Dataset excerpts:
━━━━━━━━━━━━━━━━━━━━

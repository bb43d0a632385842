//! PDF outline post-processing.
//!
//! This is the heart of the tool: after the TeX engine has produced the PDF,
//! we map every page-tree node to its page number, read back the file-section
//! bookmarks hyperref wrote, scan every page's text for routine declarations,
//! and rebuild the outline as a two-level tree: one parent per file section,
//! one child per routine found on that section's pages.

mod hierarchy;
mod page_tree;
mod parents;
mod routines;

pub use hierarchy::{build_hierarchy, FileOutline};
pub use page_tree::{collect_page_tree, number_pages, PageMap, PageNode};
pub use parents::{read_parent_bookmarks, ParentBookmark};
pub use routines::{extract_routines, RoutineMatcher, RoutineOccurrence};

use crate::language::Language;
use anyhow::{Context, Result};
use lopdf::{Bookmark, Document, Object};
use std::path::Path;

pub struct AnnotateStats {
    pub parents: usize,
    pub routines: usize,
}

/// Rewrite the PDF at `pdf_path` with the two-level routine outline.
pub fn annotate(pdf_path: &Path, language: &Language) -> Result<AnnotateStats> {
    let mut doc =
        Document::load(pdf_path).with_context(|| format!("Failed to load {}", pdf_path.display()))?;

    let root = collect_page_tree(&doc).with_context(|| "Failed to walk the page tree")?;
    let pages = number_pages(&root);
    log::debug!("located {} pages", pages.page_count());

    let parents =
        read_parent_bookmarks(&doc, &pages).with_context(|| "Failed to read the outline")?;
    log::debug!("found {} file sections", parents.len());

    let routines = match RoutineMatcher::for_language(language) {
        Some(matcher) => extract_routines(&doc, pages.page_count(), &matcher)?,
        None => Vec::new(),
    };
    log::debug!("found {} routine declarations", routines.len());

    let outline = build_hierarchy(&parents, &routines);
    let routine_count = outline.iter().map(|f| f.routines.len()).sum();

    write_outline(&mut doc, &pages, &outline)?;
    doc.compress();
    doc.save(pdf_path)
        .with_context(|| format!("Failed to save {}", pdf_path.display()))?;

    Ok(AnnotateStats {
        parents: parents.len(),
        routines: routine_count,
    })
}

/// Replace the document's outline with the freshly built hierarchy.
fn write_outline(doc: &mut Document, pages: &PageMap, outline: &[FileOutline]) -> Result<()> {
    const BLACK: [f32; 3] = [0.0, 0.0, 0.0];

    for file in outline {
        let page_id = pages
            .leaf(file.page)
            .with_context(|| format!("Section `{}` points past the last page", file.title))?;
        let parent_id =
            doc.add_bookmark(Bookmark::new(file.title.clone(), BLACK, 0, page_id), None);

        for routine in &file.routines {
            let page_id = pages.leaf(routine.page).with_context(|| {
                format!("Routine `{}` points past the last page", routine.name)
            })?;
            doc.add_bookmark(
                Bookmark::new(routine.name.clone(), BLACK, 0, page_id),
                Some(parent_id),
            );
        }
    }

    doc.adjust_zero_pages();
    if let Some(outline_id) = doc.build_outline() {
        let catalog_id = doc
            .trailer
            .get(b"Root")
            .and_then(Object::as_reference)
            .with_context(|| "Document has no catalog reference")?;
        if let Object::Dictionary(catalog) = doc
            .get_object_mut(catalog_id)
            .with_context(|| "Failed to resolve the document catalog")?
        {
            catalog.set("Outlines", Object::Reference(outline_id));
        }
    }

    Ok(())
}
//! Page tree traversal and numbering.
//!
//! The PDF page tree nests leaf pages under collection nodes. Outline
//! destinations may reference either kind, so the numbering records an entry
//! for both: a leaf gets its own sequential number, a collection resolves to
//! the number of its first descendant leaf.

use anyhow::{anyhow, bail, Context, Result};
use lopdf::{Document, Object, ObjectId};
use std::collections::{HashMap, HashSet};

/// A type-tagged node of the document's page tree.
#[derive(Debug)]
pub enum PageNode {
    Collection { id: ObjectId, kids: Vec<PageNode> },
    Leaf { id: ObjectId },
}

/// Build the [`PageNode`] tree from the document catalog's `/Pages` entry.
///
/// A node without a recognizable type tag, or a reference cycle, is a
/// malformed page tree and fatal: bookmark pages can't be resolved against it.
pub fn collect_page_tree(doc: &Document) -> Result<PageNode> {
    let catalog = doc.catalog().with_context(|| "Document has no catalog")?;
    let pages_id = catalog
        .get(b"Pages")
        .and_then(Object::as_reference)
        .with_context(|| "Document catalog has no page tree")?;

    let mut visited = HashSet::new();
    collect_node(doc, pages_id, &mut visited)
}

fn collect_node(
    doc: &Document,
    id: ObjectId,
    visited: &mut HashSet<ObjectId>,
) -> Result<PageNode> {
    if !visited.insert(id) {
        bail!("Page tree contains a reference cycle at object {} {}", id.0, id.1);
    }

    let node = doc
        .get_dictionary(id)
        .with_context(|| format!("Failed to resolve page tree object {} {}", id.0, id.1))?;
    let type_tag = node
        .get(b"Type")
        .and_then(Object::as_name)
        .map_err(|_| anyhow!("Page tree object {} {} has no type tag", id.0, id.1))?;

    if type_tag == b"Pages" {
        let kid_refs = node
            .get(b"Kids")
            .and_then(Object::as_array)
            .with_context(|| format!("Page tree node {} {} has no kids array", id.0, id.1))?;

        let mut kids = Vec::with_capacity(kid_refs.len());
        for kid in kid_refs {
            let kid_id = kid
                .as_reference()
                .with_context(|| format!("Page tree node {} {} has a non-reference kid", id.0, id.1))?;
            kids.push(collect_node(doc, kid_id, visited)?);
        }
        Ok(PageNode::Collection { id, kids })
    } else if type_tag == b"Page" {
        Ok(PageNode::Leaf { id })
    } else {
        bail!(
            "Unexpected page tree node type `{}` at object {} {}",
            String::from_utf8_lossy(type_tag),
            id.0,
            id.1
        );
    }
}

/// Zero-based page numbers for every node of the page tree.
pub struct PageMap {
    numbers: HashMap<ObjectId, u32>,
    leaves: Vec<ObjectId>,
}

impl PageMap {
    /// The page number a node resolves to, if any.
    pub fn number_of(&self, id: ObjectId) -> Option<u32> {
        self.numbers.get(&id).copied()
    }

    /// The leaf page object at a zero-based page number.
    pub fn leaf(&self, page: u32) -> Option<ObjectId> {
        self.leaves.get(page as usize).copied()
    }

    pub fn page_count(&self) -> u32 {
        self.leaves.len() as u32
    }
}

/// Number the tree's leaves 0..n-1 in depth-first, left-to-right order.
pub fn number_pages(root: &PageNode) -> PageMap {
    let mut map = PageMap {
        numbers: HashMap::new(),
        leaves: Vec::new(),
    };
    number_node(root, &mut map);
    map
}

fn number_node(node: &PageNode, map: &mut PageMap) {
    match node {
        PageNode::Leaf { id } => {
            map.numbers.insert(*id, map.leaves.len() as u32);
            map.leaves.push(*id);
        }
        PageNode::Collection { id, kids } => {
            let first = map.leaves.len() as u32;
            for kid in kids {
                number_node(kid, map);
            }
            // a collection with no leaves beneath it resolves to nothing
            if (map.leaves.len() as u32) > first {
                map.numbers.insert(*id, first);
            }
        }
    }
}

━━━━━━━━━━━━━━━━━━━━

:: TASK TO COMPLETE ::
Extract all of the data shown above without alteration.

:: TASK OUTPUT ::
repository bb43d0a632385842
//! PDF outline post-processing.
//!
//! This is the heart of the tool: after the TeX engine has produced the PDF,
//! we map every page-tree node to its page number, read back the file-section
//! bookmarks hyperref wrote, scan every page's text for routine declarations,
//! and rebuild the outline as a two-level tree: one parent per file section,
//! one child per routine found on that section's pages.

mod hierarchy;
mod page_tree;
mod parents;
mod routines;

pub use hierarchy::{build_hierarchy, FileOutline};
pub use page_tree::{collect_page_tree, number_pages, PageMap, PageNode};
pub use parents::{read_parent_bookmarks, ParentBookmark};
pub use routines::{extract_routines, RoutineMatcher, RoutineOccurrence};

use crate::language::Language;
use anyhow::{Context, Result};
use lopdf::{Bookmark, Document, Object};
use std::path::Path;

pub struct AnnotateStats {
    pub parents: usize,
    pub routines: usize,
}

/// Rewrite the PDF at `pdf_path` with the two-level routine outline.
pub fn annotate(pdf_path: &Path, language: &Language) -> Result<AnnotateStats> {
    let mut doc =
        Document::load(pdf_path).with_context(|| format!("Failed to load {}", pdf_path.display()))?;

    let root = collect_page_tree(&doc).with_context(|| "Failed to walk the page tree")?;
    let pages = number_pages(&root);
    log::debug!("located {} pages", pages.page_count());

    let parents =
        read_parent_bookmarks(&doc, &pages).with_context(|| "Failed to read the outline")?;
    log::debug!("found {} file sections", parents.len());

    let routines = match RoutineMatcher::for_language(language) {
        Some(matcher) => extract_routines(&doc, pages.page_count(), &matcher)?,
        None => Vec::new(),
    };
    log::debug!("found {} routine declarations", routines.len());

    let outline = build_hierarchy(&parents, &routines);
    let routine_count = outline.iter().map(|f| f.routines.len()).sum();

    write_outline(&mut doc, &pages, &outline)?;
    doc.compress();
    doc.save(pdf_path)
        .with_context(|| format!("Failed to save {}", pdf_path.display()))?;

    Ok(AnnotateStats {
        parents: parents.len(),
        routines: routine_count,
    })
}

/// Replace the document's outline with the freshly built hierarchy.
fn write_outline(doc: &mut Document, pages: &PageMap, outline: &[FileOutline]) -> Result<()> {
    const BLACK: [f32; 3] = [0.0, 0.0, 0.0];

    for file in outline {
        let page_id = pages
            .leaf(file.page)
            .with_context(|| format!("Section `{}` points past the last page", file.title))?;
        let parent_id =
            doc.add_bookmark(Bookmark::new(file.title.clone(), BLACK, 0, page_id), None);

        for routine in &file.routines {
            let page_id = pages.leaf(routine.page).with_context(|| {
                format!("Routine `{}` points past the last page", routine.name)
            })?;
            doc.add_bookmark(
                Bookmark::new(routine.name.clone(), BLACK, 0, page_id),
                Some(parent_id),
            );
        }
    }

    doc.adjust_zero_pages();
    if let Some(outline_id) = doc.build_outline() {
        let catalog_id = doc
            .trailer
            .get(b"Root")
            .and_then(Object::as_reference)
            .with_context(|| "Document has no catalog reference")?;
        if let Object::Dictionary(catalog) = doc
            .get_object_mut(catalog_id)
            .with_context(|| "Failed to resolve the document catalog")?
        {
            catalog.set("Outlines", Object::Reference(outline_id));
        }
    }

    Ok(())
}
//! Page tree traversal and numbering.
//!
//! The PDF page tree nests leaf pages under collection nodes. Outline
//! destinations may reference either kind, so the numbering records an entry
//! for both: a leaf gets its own sequential number, a collection resolves to
//! the number of its first descendant leaf.

use anyhow::{anyhow, bail, Context, Result};
use lopdf::{Document, Object, ObjectId};
use std::collections::{HashMap, HashSet};

/// A type-tagged node of the document's page tree.
#[derive(Debug)]
pub enum PageNode {
    Collection { id: ObjectId, kids: Vec<PageNode> },
    Leaf { id: ObjectId },
}

/// Build the [`PageNode`] tree from the document catalog's `/Pages` entry.
///
/// A node without a recognizable type tag, or a reference cycle, is a
/// malformed page tree and fatal: bookmark pages can't be resolved against it.
pub fn collect_page_tree(doc: &Document) -> Result<PageNode> {
    let catalog = doc.catalog().with_context(|| "Document has no catalog")?;
    let pages_id = catalog
        .get(b"Pages")
        .and_then(Object::as_reference)
        .with_context(|| "Document catalog has no page tree")?;

    let mut visited = HashSet::new();
    collect_node(doc, pages_id, &mut visited)
}

fn collect_node(
    doc: &Document,
    id: ObjectId,
    visited: &mut HashSet<ObjectId>,
) -> Result<PageNode> {
    if !visited.insert(id) {
        bail!("Page tree contains a reference cycle at object {} {}", id.0, id.1);
    }

    let node = doc
        .get_dictionary(id)
        .with_context(|| format!("Failed to resolve page tree object {} {}", id.0, id.1))?;
    let type_tag = node
        .get(b"Type")
        .and_then(Object::as_name)
        .map_err(|_| anyhow!("Page tree object {} {} has no type tag", id.0, id.1))?;

    if type_tag == b"Pages" {
        let kid_refs = node
            .get(b"Kids")
            .and_then(Object::as_array)
            .with_context(|| format!("Page tree node {} {} has no kids array", id.0, id.1))?;

        let mut kids = Vec::with_capacity(kid_refs.len());
        for kid in kid_refs {
            let kid_id = kid
                .as_reference()
                .with_context(|| format!("Page tree node {} {} has a non-reference kid", id.0, id.1))?;
            kids.push(collect_node(doc, kid_id, visited)?);
        }
        Ok(PageNode::Collection { id, kids })
    } else if type_tag == b"Page" {
        Ok(PageNode::Leaf { id })
    } else {
        bail!(
            "Unexpected page tree node type `{}` at object {} {}",
            String::from_utf8_lossy(type_tag),
            id.0,
            id.1
        );
    }
}

/// Zero-based page numbers for every node of the page tree.
pub struct PageMap {
    numbers: HashMap<ObjectId, u32>,
    leaves: Vec<ObjectId>,
}

impl PageMap {
    /// The page number a node resolves to, if any.
    pub fn number_of(&self, id: ObjectId) -> Option<u32> {
        self.numbers.get(&id).copied()
    }

    /// The leaf page object at a zero-based page number.
    pub fn leaf(&self, page: u32) -> Option<ObjectId> {
        self.leaves.get(page as usize).copied()
    }

    pub fn page_count(&self) -> u32 {
        self.leaves.len() as u32
    }
}

/// Number the tree's leaves 0..n-1 in depth-first, left-to-right order.
pub fn number_pages(root: &PageNode) -> PageMap {
    let mut map = PageMap {
        numbers: HashMap::new(),
        leaves: Vec::new(),
    };
    number_node(root, &mut map);
    map
}

fn number_node(node: &PageNode, map: &mut PageMap) {
    match node {
        PageNode::Leaf { id } => {
            map.numbers.insert(*id, map.leaves.len() as u32);
            map.leaves.push(*id);
        }
        PageNode::Collection { id, kids } => {
            let first = map.leaves.len() as u32;
            for kid in kids {
                number_node(kid, map);
            }
            // a collection with no leaves beneath it resolves to nothing
            if (map.leaves.len() as u32) > first {
                map.numbers.insert(*id, first);
            }
        }
    }
}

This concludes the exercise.